I'm sure that within the next few months, there will be an editorial in the sober-minded Atlantic Monthly advising us that although conventional wisdom would speak against decimating an entire nation and rendering large swaths of it uninhabitable, we've got to face the facts.
UPDATE (2):
that despite the nihilistic methods of world history, I remain seated at the dining room table, puzzling over ancient texts? Specifically, this sentence from Augustine, De Trinitate, X.5.7, puzzles me:
Multa enim per cupiditatem pravam tamquam sui sit oblita sic agit.The subject of the sentence is "mens." The translation I'm using has this:
In fact many of the things it does show that it has twisted its desires the wrong way round as though it had forgotten itself.That may well be a great way of getting at the idea of what Augustine is talking about, but it offers me very little help in trying to figure out how the actual Latin text hangs together.

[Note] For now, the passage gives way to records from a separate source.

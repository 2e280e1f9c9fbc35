//! # Storefront Configuration
//!
//! ## Configuration Sources
//! ```text
//! ┌─────────────────────────────────────────────────────────────────────────┐
//! │                    Configuration Priority                               │
//! │                                                                         │
//! │  1. Environment Variables (highest priority)                           │
//! │     SHOPKIT_BASE_CURRENCY=EUR                                          │
//! │     SHOPKIT_OPEN_HOUR=9  SHOPKIT_CLOSE_HOUR=17                         │
//! │                                                                         │
//! │  2. TOML Config File                                                   │
//! │     ~/.config/shopkit/storefront.toml (Linux)                          │
//! │                                                                         │
//! │  3. Default Values (lowest priority)                                   │
//! │     USD, 08:00-20:00, Christmas 20% off                                │
//! └─────────────────────────────────────────────────────────────────────────┘
//! ```
//!
//! ## Configuration File Format
//! ```toml
//! [store]
//! base_currency = "USD"
//! home_page = "/home"
//!
//! [hours]
//! open = 8
//! close = 20
//!
//! [holiday]
//! month = 12
//! day = 25
//! discount_bps = 2000
//!
//! [rates]
//! AUD = 1.5
//! EUR = 0.92
//!
//! [shipping]
//! cost_cents = 1000
//! estimated_days = 2
//! unavailable = ["Antarctica"]
//!
//! [payments]
//! approval_limit_cents = 1000000
//! ```

use chrono::NaiveDate;
use serde::{Deserialize, Serialize};
use std::collections::BTreeMap;
use std::path::PathBuf;
use tracing::{debug, info, warn};

use shopkit_core::{Holiday, Money, OpeningHours};

use crate::error::{StorefrontError, StorefrontResult};

// =============================================================================
// Store Settings
// =============================================================================

/// Store-wide settings.
#[derive(Debug, Clone, PartialEq, Serialize, Deserialize)]
pub struct StoreSettings {
    /// Currency prices are quoted in (ISO 4217 code).
    #[serde(default = "default_base_currency")]
    pub base_currency: String,

    /// Path reported to analytics when the landing page renders.
    #[serde(default = "default_home_page")]
    pub home_page: String,
}

fn default_base_currency() -> String {
    "USD".to_string()
}

fn default_home_page() -> String {
    "/home".to_string()
}

impl Default for StoreSettings {
    fn default() -> Self {
        StoreSettings {
            base_currency: default_base_currency(),
            home_page: default_home_page(),
        }
    }
}

// =============================================================================
// Shipping Settings
// =============================================================================

/// Settings for the flat-rate shipping adapter.
#[derive(Debug, Clone, PartialEq, Serialize, Deserialize)]
pub struct ShippingSettings {
    /// Flat shipping cost in cents.
    #[serde(default = "default_shipping_cost")]
    pub cost_cents: i64,

    /// Delivery estimate in days.
    #[serde(default = "default_estimated_days")]
    pub estimated_days: u32,

    /// Destinations with no shipping service (matched case-insensitively).
    #[serde(default)]
    pub unavailable: Vec<String>,
}

fn default_shipping_cost() -> i64 {
    1000
}

fn default_estimated_days() -> u32 {
    2
}

impl Default for ShippingSettings {
    fn default() -> Self {
        ShippingSettings {
            cost_cents: default_shipping_cost(),
            estimated_days: default_estimated_days(),
            unavailable: Vec::new(),
        }
    }
}

impl ShippingSettings {
    /// Returns the flat cost as Money.
    pub fn cost(&self) -> Money {
        Money::from_cents(self.cost_cents)
    }
}

// =============================================================================
// Payment Settings
// =============================================================================

/// Settings for the sandbox payment gateway.
#[derive(Debug, Clone, PartialEq, Serialize, Deserialize)]
pub struct PaymentSettings {
    /// Largest charge the sandbox gateway approves, in cents.
    #[serde(default = "default_approval_limit")]
    pub approval_limit_cents: i64,
}

fn default_approval_limit() -> i64 {
    1_000_000
}

impl Default for PaymentSettings {
    fn default() -> Self {
        PaymentSettings {
            approval_limit_cents: default_approval_limit(),
        }
    }
}

// =============================================================================
// Main Storefront Configuration
// =============================================================================

/// Complete storefront configuration.
#[derive(Debug, Clone, Default, PartialEq, Serialize, Deserialize)]
pub struct StorefrontConfig {
    #[serde(default)]
    pub store: StoreSettings,

    /// Opening hours checked by `is_online`.
    #[serde(default)]
    pub hours: OpeningHours,

    /// Yearly holiday checked by `get_discount`.
    #[serde(default)]
    pub holiday: Holiday,

    /// Exchange rates from the base currency, keyed by target currency code.
    #[serde(default)]
    pub rates: BTreeMap<String, f64>,

    #[serde(default)]
    pub shipping: ShippingSettings,

    #[serde(default)]
    pub payments: PaymentSettings,
}

impl StorefrontConfig {
    /// Creates a config with default values.
    pub fn new() -> Self {
        Self::default()
    }

    /// Parses a TOML document; missing sections fall back to defaults.
    pub fn from_toml_str(contents: &str) -> StorefrontResult<Self> {
        let config: StorefrontConfig = toml::from_str(contents)?;
        config.validate()?;
        Ok(config)
    }

    /// Loads configuration from file, environment, and defaults.
    ///
    /// ## Load Order (later overrides earlier)
    /// 1. Default values
    /// 2. Config file (storefront.toml)
    /// 3. Environment variables
    pub fn load(config_path: Option<PathBuf>) -> StorefrontResult<Self> {
        let mut config = Self::default();

        if let Some(path) = config_path.or_else(Self::default_config_path) {
            if path.exists() {
                info!(?path, "Loading storefront config from file");
                let contents = std::fs::read_to_string(&path)?;
                config = toml::from_str(&contents)?;
            } else {
                debug!(?path, "Config file not found, using defaults");
            }
        }

        config.apply_env_overrides();
        config.validate()?;

        Ok(config)
    }

    /// Loads config or returns default if load fails.
    pub fn load_or_default(config_path: Option<PathBuf>) -> Self {
        Self::load(config_path).unwrap_or_else(|e| {
            warn!("Failed to load storefront config: {}. Using defaults.", e);
            Self::default()
        })
    }

    /// Saves configuration to file.
    pub fn save(&self, config_path: Option<PathBuf>) -> StorefrontResult<()> {
        let path = config_path
            .or_else(Self::default_config_path)
            .ok_or_else(|| StorefrontError::ConfigSaveFailed("No config path available".into()))?;

        if let Some(parent) = path.parent() {
            std::fs::create_dir_all(parent)
                .map_err(|e| StorefrontError::ConfigSaveFailed(e.to_string()))?;
        }

        let contents = toml::to_string_pretty(self)?;
        std::fs::write(&path, contents).map_err(|e| StorefrontError::ConfigSaveFailed(e.to_string()))?;

        info!(?path, "Storefront config saved");
        Ok(())
    }

    /// Validates the configuration.
    pub fn validate(&self) -> StorefrontResult<()> {
        let currency = &self.store.base_currency;
        if !is_currency_code(currency) {
            return Err(StorefrontError::InvalidConfig(format!(
                "base_currency must be a three-letter uppercase code, got: '{}'",
                currency
            )));
        }

        if !self.store.home_page.starts_with('/') {
            return Err(StorefrontError::InvalidConfig(format!(
                "home_page must start with '/', got: '{}'",
                self.store.home_page
            )));
        }

        if self.hours.open >= self.hours.close || self.hours.close > 24 {
            return Err(StorefrontError::InvalidConfig(format!(
                "opening hours must satisfy open < close <= 24, got {}-{}",
                self.hours.open, self.hours.close
            )));
        }

        // 2024 is a leap year, so Feb 29 holidays are accepted
        if NaiveDate::from_ymd_opt(2024, self.holiday.month, self.holiday.day).is_none() {
            return Err(StorefrontError::InvalidConfig(format!(
                "holiday {}-{} is not a calendar date",
                self.holiday.month, self.holiday.day
            )));
        }

        if self.holiday.discount.bps() > 10000 {
            return Err(StorefrontError::InvalidConfig(
                "holiday discount_bps must be at most 10000".into(),
            ));
        }

        for (code, rate) in &self.rates {
            if !is_currency_code(code) || !rate.is_finite() || *rate <= 0.0 {
                return Err(StorefrontError::InvalidConfig(format!(
                    "rate for '{}' must be a positive number keyed by a currency code",
                    code
                )));
            }
        }

        if self.shipping.cost_cents < 0 {
            return Err(StorefrontError::InvalidConfig(
                "shipping cost_cents must not be negative".into(),
            ));
        }

        Ok(())
    }

    /// Applies environment variable overrides.
    fn apply_env_overrides(&mut self) {
        self.apply_overrides(|key| std::env::var(key).ok());
    }

    /// Applies overrides from any key lookup (the process environment in production).
    pub fn apply_overrides<F>(&mut self, lookup: F)
    where
        F: Fn(&str) -> Option<String>,
    {
        if let Some(currency) = lookup("SHOPKIT_BASE_CURRENCY") {
            debug!(currency = %currency, "Overriding base currency from environment");
            self.store.base_currency = currency.to_uppercase();
        }

        if let Some(page) = lookup("SHOPKIT_HOME_PAGE") {
            self.store.home_page = page;
        }

        if let Some(open) = lookup("SHOPKIT_OPEN_HOUR") {
            match open.parse::<u32>() {
                Ok(hour) => self.hours.open = hour,
                Err(_) => warn!(value = %open, "Ignoring non-numeric SHOPKIT_OPEN_HOUR"),
            }
        }

        if let Some(close) = lookup("SHOPKIT_CLOSE_HOUR") {
            match close.parse::<u32>() {
                Ok(hour) => self.hours.close = hour,
                Err(_) => warn!(value = %close, "Ignoring non-numeric SHOPKIT_CLOSE_HOUR"),
            }
        }

        if let Some(limit) = lookup("SHOPKIT_APPROVAL_LIMIT_CENTS") {
            if let Ok(cents) = limit.parse::<i64>() {
                self.payments.approval_limit_cents = cents;
            }
        }
    }

    /// Returns the default config file path.
    fn default_config_path() -> Option<PathBuf> {
        directories::ProjectDirs::from("dev", "shopkit", "shopkit")
            .map(|dirs| dirs.config_dir().join("storefront.toml"))
    }

    /// Returns the configured rate to `currency`, if any.
    pub fn rate_to(&self, currency: &str) -> Option<f64> {
        if currency == self.store.base_currency {
            return Some(1.0);
        }
        self.rates.get(currency).copied()
    }
}

fn is_currency_code(code: &str) -> bool {
    code.len() == 3 && code.chars().all(|c| c.is_ascii_uppercase())
}
//! # Loosely Typed Inputs
//!
//! Entry points for values that arrive as untyped JSON (form posts, IPC
//! payloads). Type mismatches are reported the same way rule violations are:
//! as a [`ValidationError`] naming the field.
//!
//! ## Mapping
//! ```text
//! ┌──────────────────────────┬───────────────────────────────────────────┐
//! │  JSON input              │  Outcome                                  │
//! ├──────────────────────────┼───────────────────────────────────────────┤
//! │  "10" for a price        │  Invalid price                            │
//! │  10 for a code           │  Invalid discount code                    │
//! │  69 for a username       │  Invalid username (or `false`)            │
//! │  "13" for an age         │  Invalid age                              │
//! │  16.0 / -1 for an age    │  compared numerically                     │
//! │  NaN / ±Infinity         │  cannot be represented in JSON → rejected │
//! └──────────────────────────┴───────────────────────────────────────────┘
//! ```

use serde_json::Value;

use crate::coupon::calculate_discount;
use crate::error::ValidationError;
use crate::money::Money;
use crate::validation::{self, ValidationResult, VALIDATION_SUCCESS};
use crate::MIN_ADULT_AGE;

/// Reads any finite JSON number as an age; fractional and negative ages are
/// compared like any other number.
fn as_age(value: &Value) -> Option<f64> {
    value.as_f64().filter(|n| n.is_finite())
}

/// [`calculate_discount`] for a JSON price (in dollars) and code.
///
/// ## Example
/// ```rust
/// use serde_json::json;
/// use shopkit_core::loose::calculate_discount_value;
/// use shopkit_core::money::Money;
///
/// assert_eq!(calculate_discount_value(&json!(10), &json!("SAVE10")).unwrap(), Money::from_cents(900));
/// assert!(calculate_discount_value(&json!("10"), &json!("SAVE10")).is_err());
/// ```
pub fn calculate_discount_value(price: &Value, code: &Value) -> ValidationResult<Money> {
    let price = price
        .as_f64()
        .and_then(Money::from_decimal)
        .ok_or_else(|| ValidationError::invalid("price"))?;
    let code = code
        .as_str()
        .ok_or_else(|| ValidationError::invalid("discount code"))?;

    calculate_discount(price, code)
}

/// [`validate_user_input`](validation::validate_user_input) for JSON fields.
///
/// A wrong type fails the same way a rule violation does, and both fields
/// are always checked.
pub fn validate_user_input_value(username: &Value, age: &Value) -> ValidationResult<&'static str> {
    let mut failed = Vec::new();

    if !username.as_str().is_some_and(validation::is_acceptable_username) {
        failed.push("username".to_string());
    }

    if !as_age(age).is_some_and(|age| age >= f64::from(MIN_ADULT_AGE)) {
        failed.push("age".to_string());
    }

    if failed.is_empty() {
        Ok(VALIDATION_SUCCESS)
    } else {
        Err(ValidationError::from_fields(failed))
    }
}

/// [`is_valid_username`](validation::is_valid_username); non-strings are never valid.
pub fn is_valid_username_value(name: &Value) -> bool {
    name.as_str().is_some_and(validation::is_valid_username)
}

/// [`can_drive`](validation::can_drive) for JSON fields.
///
/// The country is checked first, so an unknown country is reported even
/// when the age is also malformed. Only a non-number age is invalid.
pub fn can_drive_value(age: &Value, country: &Value) -> ValidationResult<bool> {
    let country = country.as_str().ok_or_else(|| ValidationError::UnknownCode {
        field: "country".to_string(),
        value: country.to_string(),
    })?;
    let minimum = validation::legal_driving_age(country).ok_or_else(|| {
        ValidationError::UnknownCode {
            field: "country".to_string(),
            value: country.to_string(),
        }
    })?;

    let age = as_age(age).ok_or_else(|| ValidationError::invalid("age"))?;
    Ok(age >= f64::from(minimum))
}

// =============================================================================
// Unit Tests
// =============================================================================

(For those who are curious about the structure of Marion's class, he is assuming that we will read the whole text in the course of time, but he is assigning short sections that will be the subject of presentations in the first half of the class, followed by his own lectures on particular topics in the second half, presumably based mainly on the text presented. My procedure then will be to read as much of the entire text as possible in translation each week, while going through the assigned text in Latin several times during the week. One interesting point that he raised last week was to say that just as Hegel's Phenomenology of Spirit is a way of bringing the subject to the point where the System becomes thinkable, so also Augustine's Confessions provide a path to the point of contemplating the topics treated in The Trinity.)
UPDATE (3):
that one of Jacques Derrida's first publications was a translation of a text by none other than W. V. O. Quine himself? And that when Quine was in Paris, he used Derrida's office? Small world! (Source: John D. Caputo, Prayers and Tears of Jacques Derrida, pg. 365, n. 4.)